Simply called ‘Discovery’, the new tool will use machine learning to help speed up the review process and Kimberley Davies, who joined Luminance as head of discovery in July, said: “In applying the latest developments in machine learning to Luminance Discovery, we are able to offer lawyers a really efficient approach to investigations, allowing them to manage and sort huge volumes of data quicker than ever before.”

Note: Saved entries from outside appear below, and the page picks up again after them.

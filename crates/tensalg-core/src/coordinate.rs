//! Append-only coordinate staging.
//!
//! Inserted `(coordinate, value)` pairs are staged in a packed byte buffer
//! until the tensor is packed. Each record is `order` 32-bit coordinates
//! followed by one component, `order * 4 + csize` bytes in total.

use smallvec::SmallVec;

use crate::datatype::{Component, Datatype};
use crate::error::{TensorError, TensorResult};
use crate::types::Shape;

/// Type-erased staging buffer for insertions prior to pack.
#[derive(Debug, Clone)]
pub struct CoordinateBuffer {
    order: usize,
    dtype: Datatype,
    data: Vec<u8>,
}

impl CoordinateBuffer {
    /// An empty buffer for records of the given arity and component type.
    pub fn new(order: usize, dtype: Datatype) -> CoordinateBuffer {
        CoordinateBuffer {
            order,
            dtype,
            data: Vec::new(),
        }
    }

    /// Bytes per staged record.
    #[inline]
    pub fn record_size(&self) -> usize {
        self.order * std::mem::size_of::<i32>() + self.dtype.num_bytes()
    }

    /// The record arity.
    #[inline]
    pub fn order(&self) -> usize {
        self.order
    }

    /// The staged component type.
    #[inline]
    pub fn dtype(&self) -> Datatype {
        self.dtype
    }

    /// Number of staged records.
    pub fn len(&self) -> usize {
        self.data.len() / self.record_size()
    }

    pub fn is_empty(&self) -> bool {
        self.data.is_empty()
    }

    /// Grows capacity by `additional` records.
    pub fn reserve(&mut self, additional: usize) {
        self.data.reserve(additional * self.record_size());
    }

    /// Stages one record. The value type must match the buffer's component
    /// type; the coordinate arity is the caller's responsibility.
    pub fn push<T: Component>(&mut self, coord: &[usize], value: T) -> TensorResult<()> {
        if T::DTYPE != self.dtype {
            return Err(TensorError::TypeMismatch {
                expected: self.dtype,
                got: T::DTYPE,
            });
        }
        debug_assert_eq!(coord.len(), self.order);
        for &c in coord {
            self.data.extend_from_slice(&(c as i32).to_ne_bytes());
        }
        self.data.extend_from_slice(bytemuck::bytes_of(&value));
        Ok(())
    }

    /// Discards all staged records, keeping the allocation.
    pub fn clear(&mut self) {
        self.data.clear();
    }

    /// Decodes the staged records as typed entries, in insertion order.
    pub fn records<T: Component>(&self) -> TensorResult<Vec<(Shape, T)>> {
        if T::DTYPE != self.dtype {
            return Err(TensorError::TypeMismatch {
                expected: self.dtype,
                got: T::DTYPE,
            });
        }
        let record_size = self.record_size();
        let coord_bytes = self.order * std::mem::size_of::<i32>();
        let mut entries = Vec::with_capacity(self.len());
        for record in self.data.chunks_exact(record_size) {
            let mut coord: Shape = SmallVec::with_capacity(self.order);
            for c in record[..coord_bytes].chunks_exact(std::mem::size_of::<i32>()) {
                coord.push(bytemuck::pod_read_unaligned::<i32>(c) as usize);
            }
            let value: T = bytemuck::pod_read_unaligned(&record[coord_bytes..]);
            entries.push((coord, value));
        }
        Ok(entries)
    }
}

#[cfg(test)]
mod tests {
    use super::*;
    use smallvec::smallvec;

    #[test]
    fn test_record_layout() {
        let buffer = CoordinateBuffer::new(3, Datatype::Float64);
        assert_eq!(buffer.record_size(), 3 * 4 + 8);
    }

    #[test]
    fn test_push_and_decode() {
        let mut buffer = CoordinateBuffer::new(2, Datatype::Float64);
        buffer.push(&[0, 1], 2.5f64).unwrap();
        buffer.push(&[1, 2], 3.5f64).unwrap();
        assert_eq!(buffer.len(), 2);

        let records = buffer.records::<f64>().unwrap();
        let expected: Shape = smallvec![0, 1];
        assert_eq!(records[0], (expected, 2.5));
        assert_eq!(records[1].1, 3.5);
    }

    #[test]
    fn test_type_check() {
        let mut buffer = CoordinateBuffer::new(1, Datatype::Float64);
        assert!(buffer.push(&[0], 1.0f32).is_err());
        assert!(buffer.push(&[0], 1.0f64).is_ok());
        assert!(buffer.records::<i32>().is_err());
    }

    #[test]
    fn test_clear() {
        let mut buffer = CoordinateBuffer::new(1, Datatype::Float32);
        buffer.push(&[4], 1.0f32).unwrap();
        buffer.clear();
        assert!(buffer.is_empty());
    }

    #[test]
    fn test_scalar_records() {
        let mut buffer = CoordinateBuffer::new(0, Datatype::Float64);
        buffer.push(&[], 6.0f64).unwrap();
        assert_eq!(buffer.record_size(), 8);
        let records = buffer.records::<f64>().unwrap();
        assert_eq!(records.len(), 1);
        assert!(records[0].0.is_empty());
    }
}
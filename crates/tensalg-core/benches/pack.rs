//! Packer benchmarks: coordinate streams into CSR and CSF storage.

use criterion::{black_box, criterion_group, criterion_main, Criterion};
use tensalg_core::{pack_entries, Format, Shape};

fn synthetic_entries(n: usize, dims: &[usize]) -> Vec<(Shape, f64)> {
    // deterministic pseudo-random coordinates
    let mut state = 0x9e3779b97f4a7c15u64;
    (0..n)
        .map(|i| {
            let coord: Shape = dims
                .iter()
                .map(|&d| {
                    state = state.wrapping_mul(6364136223846793005).wrapping_add(1442695040888963407);
                    (state >> 33) as usize % d
                })
                .collect();
            (coord, i as f64)
        })
        .collect()
}

fn bench_pack(c: &mut Criterion) {
    let dims = [1024, 1024];
    let entries = synthetic_entries(10_000, &dims);
    c.bench_function("pack_csr_10k", |b| {
        b.iter(|| {
            let packed =
                pack_entries(&dims, &Format::csr(), black_box(entries.clone())).unwrap();
            black_box(packed.values.len())
        })
    });

    let dims3 = [64, 64, 64];
    let entries3 = synthetic_entries(10_000, &dims3);
    c.bench_function("pack_csf_10k", |b| {
        b.iter(|| {
            let packed =
                pack_entries(&dims3, &Format::csf(3), black_box(entries3.clone())).unwrap();
            black_box(packed.values.len())
        })
    });
}

criterion_group!(benches, bench_pack);
criterion_main!(benches);
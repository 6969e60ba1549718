//! Packing: from unordered coordinate/value records to format storage.
//!
//! The packer turns a stream of staged records into the index and values
//! arrays a [`Format`] mandates:
//!
//! 1. Permute each coordinate into storage order.
//! 2. Stable lexicographic sort on the permuted tuples.
//! 3. Deduplicate adjacent records; the last inserted value wins.
//! 4. Walk the levels in storage order, maintaining the range of records
//!    under each parent position: dense levels fan every parent out by
//!    their extent and contribute only an extent array, sparse levels emit
//!    `pos`/`crd` runs per parent.
//! 5. Emit the index and a values array with one slot per leaf position.
//!
//! # Complexity
//!
//! O(n log n) for the sort plus O(slots) for the level walk, where `slots`
//! includes the fan-out of dense levels.

use tracing::{debug, warn};

use crate::array::Array;
use crate::coordinate::CoordinateBuffer;
use crate::datatype::Component;
use crate::error::{FormatError, TensorResult};
use crate::format::{Format, ModeFormat};
use crate::index::{Index, ModeIndex};
use crate::types::Shape;
use crate::with_component;

/// The output of a pack: the index tree, the values array, and the number
/// of records dropped by deduplication.
#[derive(Debug)]
pub struct PackResult {
    pub index: Index,
    pub values: Array,
    pub duplicates_dropped: usize,
}

/// Packs a staging buffer. Dispatches on the buffer's component type and
/// forwards to [`pack_entries`].
pub fn pack_buffer(
    dims: &[usize],
    format: &Format,
    buffer: &CoordinateBuffer,
) -> TensorResult<PackResult> {
    with_component!(buffer.dtype(), T => {
        let entries = buffer.records::<T>()?;
        pack_entries::<T>(dims, format, entries)
    })
}

/// Packs typed `(logical coordinate, value)` entries into the arrays the
/// format mandates. Entries must be given in insertion order so the
/// last-write-wins duplicate policy is meaningful.
pub fn pack_entries<T: Component>(
    dims: &[usize],
    format: &Format,
    mut entries: Vec<(Shape, T)>,
) -> TensorResult<PackResult> {
    if format.order() != dims.len() {
        return Err(FormatError::OrderMismatch {
            format_order: format.order(),
            dims: dims.len(),
        }
        .into());
    }
    let order = format.order();

    // Scalars have no index tree; the single slot takes the last record.
    if order == 0 {
        let duplicates_dropped = entries.len().saturating_sub(1);
        let value = entries.pop().map(|(_, v)| v).unwrap_or_else(T::zero);
        return Ok(PackResult {
            index: Index::new(format.clone(), Vec::new()),
            values: Array::from_vec(vec![value]),
            duplicates_dropped,
        });
    }

    let ordering = format.mode_ordering();
    let permuted_dims: Vec<usize> = ordering.iter().map(|&mode| dims[mode]).collect();

    for (coord, _) in &mut entries {
        let permuted: Shape = ordering.iter().map(|&mode| coord[mode]).collect();
        *coord = permuted;
    }

    // Stable sort keeps insertion order among equal coordinates, so the
    // last record of a run is the last write.
    entries.sort_by(|a, b| a.0.cmp(&b.0));

    let staged = entries.len();
    let mut unique: Vec<(Shape, T)> = Vec::with_capacity(entries.len());
    for entry in entries {
        match unique.last_mut() {
            Some(last) if last.0 == entry.0 => *last = entry,
            _ => unique.push(entry),
        }
    }
    let duplicates_dropped = staged - unique.len();
    if duplicates_dropped > 0 {
        warn!(
            dropped = duplicates_dropped,
            "duplicate coordinates ignored while packing"
        );
    }

    let mode_formats = format.mode_formats();
    let level_types = format.level_array_types();

    // Ranges of `unique` under each position of the current level.
    let mut buckets: Vec<(usize, usize)> = vec![(0, unique.len())];
    let mut mode_indices: Vec<ModeIndex> = Vec::with_capacity(order);

    for level in 0..order {
        match mode_formats[level] {
            ModeFormat::Dense(_) => {
                let extent = permuted_dims[level];
                let extent_array = Array::from_i64s(level_types[level][0], &[extent as i64])?;
                mode_indices.push(ModeIndex::new(vec![extent_array]));

                let mut next = Vec::with_capacity(buckets.len() * extent);
                for &(start, end) in &buckets {
                    let mut at = start;
                    for coord in 0..extent {
                        let begin = at;
                        while at < end && unique[at].0[level] == coord {
                            at += 1;
                        }
                        next.push((begin, at));
                    }
                }
                buckets = next;
            }
            ModeFormat::Sparse => {
                let mut pos: Vec<i64> = Vec::with_capacity(buckets.len() + 1);
                let mut crd: Vec<i64> = Vec::new();
                let mut next = Vec::new();
                pos.push(0);
                for &(start, end) in &buckets {
                    let mut at = start;
                    while at < end {
                        let coord = unique[at].0[level];
                        let begin = at;
                        while at < end && unique[at].0[level] == coord {
                            at += 1;
                        }
                        crd.push(coord as i64);
                        next.push((begin, at));
                    }
                    pos.push(crd.len() as i64);
                }
                mode_indices.push(ModeIndex::new(vec![
                    Array::from_i64s(level_types[level][0], &pos)?,
                    Array::from_i64s(level_types[level][1], &crd)?,
                ]));
                buckets = next;
            }
        }
    }

    let mut values = Array::zeroed(T::DTYPE, buckets.len());
    {
        let slots = values.as_mut_slice::<T>()?;
        for (slot, &(start, end)) in buckets.iter().enumerate() {
            debug_assert!(end - start <= 1, "leaf bucket holds at most one record");
            if start < end {
                slots[slot] = unique[start].1;
            }
        }
    }

    let index = Index::new(format.clone(), mode_indices);
    debug_assert_eq!(index.size(), values.len());
    debug!(
        records = staged,
        stored = values.len(),
        "packed coordinate records"
    );

    Ok(PackResult {
        index,
        values,
        duplicates_dropped,
    })
}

Technology assisted review (TAR) in the UK is still a relatively new thing – the High Court only approved its use for the first time in 2016. Also referred to as computer assisted review or predictive coding, TAR means the computer learns which documents are relevant and reduces the set of documents for human review. This year saw the first English contested court order for the use of predictive coding in the document review process: in the case of David Brown v BCA Trading Limited, Berwin Leighton Paisner (as it was before its merger with Bryan Cave), acting for BCA, were given the go ahead to use TAR despite opposition from the other side, in a case that made it to trial.
However, in the US TAR has been in use much longer after Judge Andrew Peck in his February 2012 decision in Da Silva Moore v. Publicis Groupe & MSL Group judicially accepted for the first time the use of TAR.
The eDiscovery space is crowded and competition is fierce: RelativityOne customers can now transform workspaces into a heavyweight contract review solution for one.
Turning the tables, Luminance CEO Emily Foges said: “We are bringing the trademark benefits of Luminance to the eDiscovery market. Our Discovery tool is intuitive, offering a clean and interactive user interface which makes data room visualisation simpler than ever. By deploying an uncomplicated technological solution to investigations, litigators are going to see a real difference to how much more effectively they can work from the outset.”
However, vendors would do well not to underestimate the degrees of separation between a transactional and litigation team in practice. Sounding a note of caution Bryan Cave Leighton Paisner partner Oliver Glynn-Jones, who led the BCA case for the firm told Legal IT Insider: “The processes are not massively dissimilar but they are very different disciplines. Despite the technology looking the same what we require is very different and can’t be one size fits all.”